Gravity is a concept album, modeled after the famous novel Flow My Tears, the Policeman Said by Philip K. Dick. The album takes Dick’s story a step farther by dropping the spaceman hero back onto Earth in 2023. The tracks within are meant to be his observations of the current culture, politics and reality itself. If that sounds trippy, wait until you hear the songs and see the videos. Created mostly on Wann’s impressive collection of vintage synths and programmers, the music is produced to hearken back to the golden age of synth pop, and it’s no coincidence that a strong nod to legendary new wave group The Human League can be heard here. The English band’s first demo, “The Taverner Tape,” was also inspired and influenced by Dick’s main character in the iconic novel. Creation begets “Fascination” begets creation, as the sine wave dictates.
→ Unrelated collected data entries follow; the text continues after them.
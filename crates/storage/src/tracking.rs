// SPDX-License-Identifier: MIT

//! The tracking store: a single JSON document recording the lifecycle
//! state of every scene the pipeline has ever seen.

use std::collections::{HashMap, HashSet};
use std::fs::File;
use std::path::{Path, PathBuf};

use dnd_core::record::FileStatus;
use dnd_core::{SceneId, TrackedFileRecord};
use serde::{Deserialize, Serialize};
use tracing::{error, warn};

/// The tracking document's filename, always rooted under the watched
/// directory (`<watched_dir>/transkript_tracking.json`).
pub const TRACKING_FILENAME: &str = "transkript_tracking.json";

#[derive(Debug, thiserror::Error)]
pub enum TrackingError {
    #[error("failed to read tracking file {path}: {source}")]
    Read {
        path: String,
        #[source]
        source: std::io::Error,
    },
    #[error("failed to write tracking file {path}: {source}")]
    Write {
        path: String,
        #[source]
        source: std::io::Error,
    },
    #[error("failed to serialize tracking state: {0}")]
    Serialize(#[from] serde_json::Error),
}

/// The whole on-disk tracking document.
#[derive(Debug, Clone, Serialize, Deserialize)]
pub struct TrackingStoreState {
    pub last_updated: String,
    pub status: String,
    #[serde(default)]
    pub sync_count: u64,
    #[serde(default)]
    pub transcripts: HashMap<String, TrackedFileRecord>,
}

impl Default for TrackingStoreState {
    fn default() -> Self {
        Self {
            last_updated: String::new(),
            status: "initialized".to_string(),
            sync_count: 0,
            transcripts: HashMap::new(),
        }
    }
}

/// One entry from a filesystem scan of the watched directory, as seen by
/// [`TrackingStore::sync_with_scan`].
#[derive(Debug, Clone)]
pub struct ScanEntry {
    pub filename: String,
    pub size: u64,
    pub modified: String,
    pub hash: String,
}

/// What `sync_with_scan` decided about one scanned file.
#[derive(Debug, Clone, Copy, PartialEq, Eq)]
pub enum SyncAction {
    /// Not previously tracked; a complete output pair already exists on
    /// disk, so it's recorded `completed` without being enqueued.
    InsertedComplete,
    /// Not previously tracked and no output exists yet; enqueue.
    InsertedNew,
    /// Tracked with a different content hash; enqueue (unless the prior
    /// status was `completed`, which is also enqueued per the hash-change
    /// always reprocesses rule).
    Modified,
    /// Tracked with an unchanged hash; `last_seen` bumped, nothing else.
    Unchanged,
}

impl SyncAction {
    pub fn should_enqueue(self) -> bool {
        !matches!(self, SyncAction::Unchanged | SyncAction::InsertedComplete)
    }
}

#[derive(Debug, Clone)]
pub struct SyncedFile {
    pub scene_id: SceneId,
    pub action: SyncAction,
}

/// The outcome of one `sync_with_scan` pass: which files changed state
/// and which previously-tracked files disappeared from disk.
#[derive(Debug, Clone, Default)]
pub struct SyncOutcome {
    pub synced: Vec<SyncedFile>,
    pub removed: Vec<SceneId>,
    pub mutated: bool,
}

/// Owns the tracking document and persists it atomically.
pub struct TrackingStore {
    path: PathBuf,
    state: TrackingStoreState,
}

impl TrackingStore {
    /// Load the tracking store from `path`.
    ///
    /// A missing file initializes an empty store in memory (it is written
    /// out on the next `persist`). A file that fails to parse is moved
    /// aside to `<path>.error_backup` and a fresh store is initialized in
    /// its place, so a single corrupted document never blocks the
    /// pipeline from starting.
    pub fn load(path: impl Into<PathBuf>) -> Result<Self, TrackingError> {
        let path = path.into();
        let state = match std::fs::read_to_string(&path) {
            Ok(contents) => match serde_json::from_str::<TrackingStoreState>(&contents) {
                Ok(state) => state,
                Err(parse_err) => {
                    error!(
                        path = %path.display(),
                        error = %parse_err,
                        "tracking file is corrupt, backing up and reinitializing"
                    );
                    let backup_path = Self::error_backup_path(&path);
                    if let Err(rename_err) = std::fs::rename(&path, &backup_path) {
                        warn!(
                            path = %path.display(),
                            error = %rename_err,
                            "failed to back up corrupt tracking file"
                        );
                    }
                    TrackingStoreState::default()
                }
            },
            Err(err) if err.kind() == std::io::ErrorKind::NotFound => TrackingStoreState::default(),
            Err(source) => {
                return Err(TrackingError::Read {
                    path: path.display().to_string(),
                    source,
                })
            }
        };

        Ok(Self { path, state })
    }

    fn error_backup_path(path: &Path) -> PathBuf {
        let mut name = path
            .file_name()
            .map(|n| n.to_string_lossy().into_owned())
            .unwrap_or_else(|| "tracking".to_string());
        name.push_str(".error_backup");
        path.with_file_name(name)
    }

    pub fn snapshot(&self) -> TrackingStoreState {
        self.state.clone()
    }

    pub fn record(&self, scene_id: &SceneId) -> Option<&TrackedFileRecord> {
        self.state.transcripts.get(scene_id.as_str())
    }

    /// Reconcile the current filesystem scan against tracked state in one
    /// pass: insert new records (as `completed` if a complete output pair
    /// already exists, else `new`), mark hash-changed records `modified`
    /// (preserving `previous_status`), bump `last_seen` on unchanged
    /// records, and drop records for files no longer present. Persists
    /// once, only if anything actually changed, and bumps the store-wide
    /// `sync_count` exactly once per mutating pass — not once per file —
    /// matching the "reconcile twice, no-op" idempotence law.
    pub fn sync_with_scan(
        &mut self,
        current: &[ScanEntry],
        already_complete: &HashSet<String>,
        now: &str,
    ) -> SyncOutcome {
        let mut outcome = SyncOutcome::default();
        let seen: HashSet<&str> = current.iter().map(|e| e.filename.as_str()).collect();

        for entry in current {
            let existing = self.state.transcripts.get(entry.filename.as_str()).cloned();
            match existing {
                None => {
                    let mut record = TrackedFileRecord::new(
                        entry.filename.clone(),
                        entry.size,
                        entry.modified.clone(),
                        entry.hash.clone(),
                        now.to_string(),
                    );
                    let action = if already_complete.contains(&entry.filename) {
                        record.status = FileStatus::Completed;
                        SyncAction::InsertedComplete
                    } else {
                        SyncAction::InsertedNew
                    };
                    let scene_id = record.scene_id.clone();
                    self.state.transcripts.insert(entry.filename.clone(), record);
                    outcome.synced.push(SyncedFile { scene_id, action });
                    outcome.mutated = true;
                }
                Some(mut record) => {
                    record.last_seen = now.to_string();
                    if record.hash != entry.hash {
                        let previous_status = record.status;
                        record.hash = entry.hash.clone();
                        record.size = entry.size;
                        record.modified = entry.modified.clone();
                        record.modified_at = Some(now.to_string());
                        record.status = FileStatus::Modified;
                        record.previous_status = Some(previous_status);
                        let scene_id = record.scene_id.clone();
                        self.state.transcripts.insert(entry.filename.clone(), record);
                        outcome
                            .synced
                            .push(SyncedFile { scene_id, action: SyncAction::Modified });
                        outcome.mutated = true;
                    } else {
                        let scene_id = record.scene_id.clone();
                        self.state.transcripts.insert(entry.filename.clone(), record);
                        outcome
                            .synced
                            .push(SyncedFile { scene_id, action: SyncAction::Unchanged });
                    }
                }
            }
        }

        let removed_filenames: Vec<String> = self
            .state
            .transcripts
            .keys()
            .filter(|f| !seen.contains(f.as_str()))
            .cloned()
            .collect();
        for filename in removed_filenames {
            if let Some(record) = self.state.transcripts.remove(&filename) {
                outcome.removed.push(record.scene_id);
                outcome.mutated = true;
            }
        }

        if outcome.mutated {
            self.state.sync_count += 1;
            self.state.status = "active".to_string();
            self.state.last_updated = now.to_string();
        }

        outcome
    }

    /// Mark a scene completed, clearing any `previous_status` and error.
    pub fn mark_completed(&mut self, scene_id: &SceneId, now: &str) {
        if let Some(record) = self.state.transcripts.get_mut(scene_id.as_str()) {
            record.status = FileStatus::Completed;
            record.previous_status = None;
            record.last_error = None;
            record.last_seen = now.to_string();
            self.state.sync_count += 1;
            self.state.last_updated = now.to_string();
        }
    }

    /// Mark a scene completed via a fallback mode, attaching an
    /// observability note (e.g. `prompt_only`/`mock`).
    pub fn mark_completed_with_details(&mut self, scene_id: &SceneId, details: &str, now: &str) {
        self.mark_completed(scene_id, now);
        if let Some(record) = self.state.transcripts.get_mut(scene_id.as_str()) {
            record.details = Some(details.to_string());
        }
    }

    /// Mark a scene failed, recording the error message and incrementing
    /// its attempt counter.
    pub fn mark_failed(&mut self, scene_id: &SceneId, error: &str, now: &str) {
        if let Some(record) = self.state.transcripts.get_mut(scene_id.as_str()) {
            record.status = FileStatus::Failed;
            record.last_error = Some(error.to_string());
            record.attempts += 1;
            record.last_seen = now.to_string();
            self.state.sync_count += 1;
            self.state.last_updated = now.to_string();
        }
    }

    /// Persist the current state atomically: write to a temp file in the
    /// same directory, fsync it, rename over the target path, then fsync
    /// the containing directory so the rename itself is durable.
    pub fn persist(&self) -> Result<(), TrackingError> {
        let rendered = serde_json::to_string_pretty(&self.state)?;
        let mut tmp_name = self.path.file_name().map(|n| n.to_string_lossy().into_owned()).unwrap_or_default();
        tmp_name.push_str(".tmp");
        let tmp_path = self.path.with_file_name(tmp_name);

        if let Some(parent) = self.path.parent() {
            std::fs::create_dir_all(parent).map_err(|source| TrackingError::Write {
                path: self.path.display().to_string(),
                source,
            })?;
        }

        std::fs::write(&tmp_path, rendered.as_bytes()).map_err(|source| TrackingError::Write {
            path: tmp_path.display().to_string(),
            source,
        })?;

        let tmp_file = File::open(&tmp_path).map_err(|source| TrackingError::Write {
            path: tmp_path.display().to_string(),
            source,
        })?;
        tmp_file.sync_all().map_err(|source| TrackingError::Write {
            path: tmp_path.display().to_string(),
            source,
        })?;
        drop(tmp_file);

        std::fs::rename(&tmp_path, &self.path).map_err(|source| TrackingError::Write {
            path: self.path.display().to_string(),
            source,
        })?;

        if let Some(parent) = self.path.parent() {
            if let Ok(dir) = File::open(parent) {
                let _ = dir.sync_all();
            }
        }

        Ok(())
    }
}

#[cfg(test)]
#[path = "tracking_tests.rs"]
mod tests;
One of the many interesting things about Wann and Richardson is that they’ve never met and created Gravity over a 6,000 mile distance via all our lovely modern technology. While Wann was looking for vocalists on the last pseudo-SINES album, A Series of Moments, he came across Richardson on the Vocalizr app. A composer, songwriter and visual artist of some note in her native UK, Richardson seemed to instantly understand the vibe Wann was going for and not only lent her bright, Kate Bush-meets-Sarah Brightman vocals to the single “Something In the Way” but directed the video for it.
Now, with Gravity, these two kindred musical souls are stronger together. They’ve melded their bold, visceral and slightly satirical styles to create an album that’s as multi-layered and charged as it is fun and danceable. They’re working at an alarming rate, as well. Since Gravity released in early September, the pair have been churning out multimedia pieces for each track, including visualizers for nearly all the tracks on the album, as well as two music videos directed by Richardson. Similar to their music, the pair have a lush, vintage-fueled style, borrowing clips from old, spacey movies and splicing them with original art and video. There’s more than meets both the eye and ear here than spacey vibes and Warholian nightmares, however, according to Richardson.
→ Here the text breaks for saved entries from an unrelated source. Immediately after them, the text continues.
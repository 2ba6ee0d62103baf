// SPDX-License-Identifier: MIT

use super::*;
use tempfile::tempdir;

#[test]
fn acquires_a_fresh_lock_and_records_the_pid() {
    let dir = tempdir().expect("tempdir");
    let path = dir.path().join("dnd_runner.lock");

    let lock = SingleInstanceLock::acquire(&path).expect("acquire");
    assert_eq!(lock.path(), path);

    let contents = std::fs::read_to_string(&path).expect("read lock file");
    assert_eq!(contents.trim(), std::process::id().to_string());
}

#[test]
fn a_second_acquire_while_the_first_is_held_fails() {
    let dir = tempdir().expect("tempdir");
    let path = dir.path().join("dnd_runner.lock");

    let _held = SingleInstanceLock::acquire(&path).expect("first acquire");
    let second = SingleInstanceLock::acquire(&path);

    assert!(matches!(second, Err(LockError::AlreadyRunning { .. })));
}

#[test]
fn dropping_the_lock_releases_it_for_the_next_acquire() {
    let dir = tempdir().expect("tempdir");
    let path = dir.path().join("dnd_runner.lock");

    let first = SingleInstanceLock::acquire(&path).expect("first acquire");
    drop(first);

    let second = SingleInstanceLock::acquire(&path);
    assert!(second.is_ok());
}
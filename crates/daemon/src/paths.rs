// SPDX-License-Identifier: MIT

//! Filesystem layout the daemon owns: watched/output directories, the
//! single-instance lock file, and the tracking file, all rooted under one
//! pipeline root directory.

use std::path::{Path, PathBuf};

use dnd_core::Config;
use dnd_storage::TRACKING_FILENAME;

const LOCK_FILENAME: &str = "dnd_runner.lock";
const WRITE_PROBE_FILENAME: &str = ".write_test";

#[derive(Debug, Clone)]
pub struct RunnerPaths {
    pub root: PathBuf,
    pub watched_dir: PathBuf,
    pub output_dir: PathBuf,
    pub lock_path: PathBuf,
    pub tracking_path: PathBuf,
    pub log_dir: PathBuf,
}

impl RunnerPaths {
    pub fn new(root: PathBuf, config: &Config) -> Self {
        let watched_dir = resolve(&root, &config.watched_dir);
        let output_dir = resolve(&root, &config.output_dir);
        let log_dir = resolve(&root, &config.logging.log_dir);
        let tracking_path = watched_dir.join(TRACKING_FILENAME);
        let lock_path = root.join(LOCK_FILENAME);

        Self {
            root,
            watched_dir,
            output_dir,
            lock_path,
            tracking_path,
            log_dir,
        }
    }

    /// Create the watched/output/log directories if missing and verify
    /// the watched directory is actually writable, via a throwaway probe
    /// file (mirrors the original's `.write_test` check).
    pub fn ensure_writable(&self) -> std::io::Result<()> {
        std::fs::create_dir_all(&self.watched_dir)?;
        std::fs::create_dir_all(&self.output_dir)?;
        std::fs::create_dir_all(&self.log_dir)?;

        let probe = self.watched_dir.join(WRITE_PROBE_FILENAME);
        std::fs::write(&probe, b"test")?;
        std::fs::remove_file(&probe)?;
        Ok(())
    }
}

fn resolve(root: &Path, configured: &Path) -> PathBuf {
    if configured.is_absolute() {
        configured.to_path_buf()
    } else {
        root.join(configured)
    }
}

#[cfg(test)]
#[path = "paths_tests.rs"]
mod tests;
For me, the most exciting thing about Gravity is the fact that the whole “spaceman lost in space and then returning to earth” story is a perfect allegory for my experience with autism and trying to navigate the neurotypical world. I think my main goal for my music is to communicate to others a feeling that I’m unable to express using only words.
With this new debut, the music world is just beginning to see SINES in its final form, but Gravity is only the ground floor. With loads of creativity and a solid base, now SINES can really move the way they want and it should be a fun, synth-filled ride.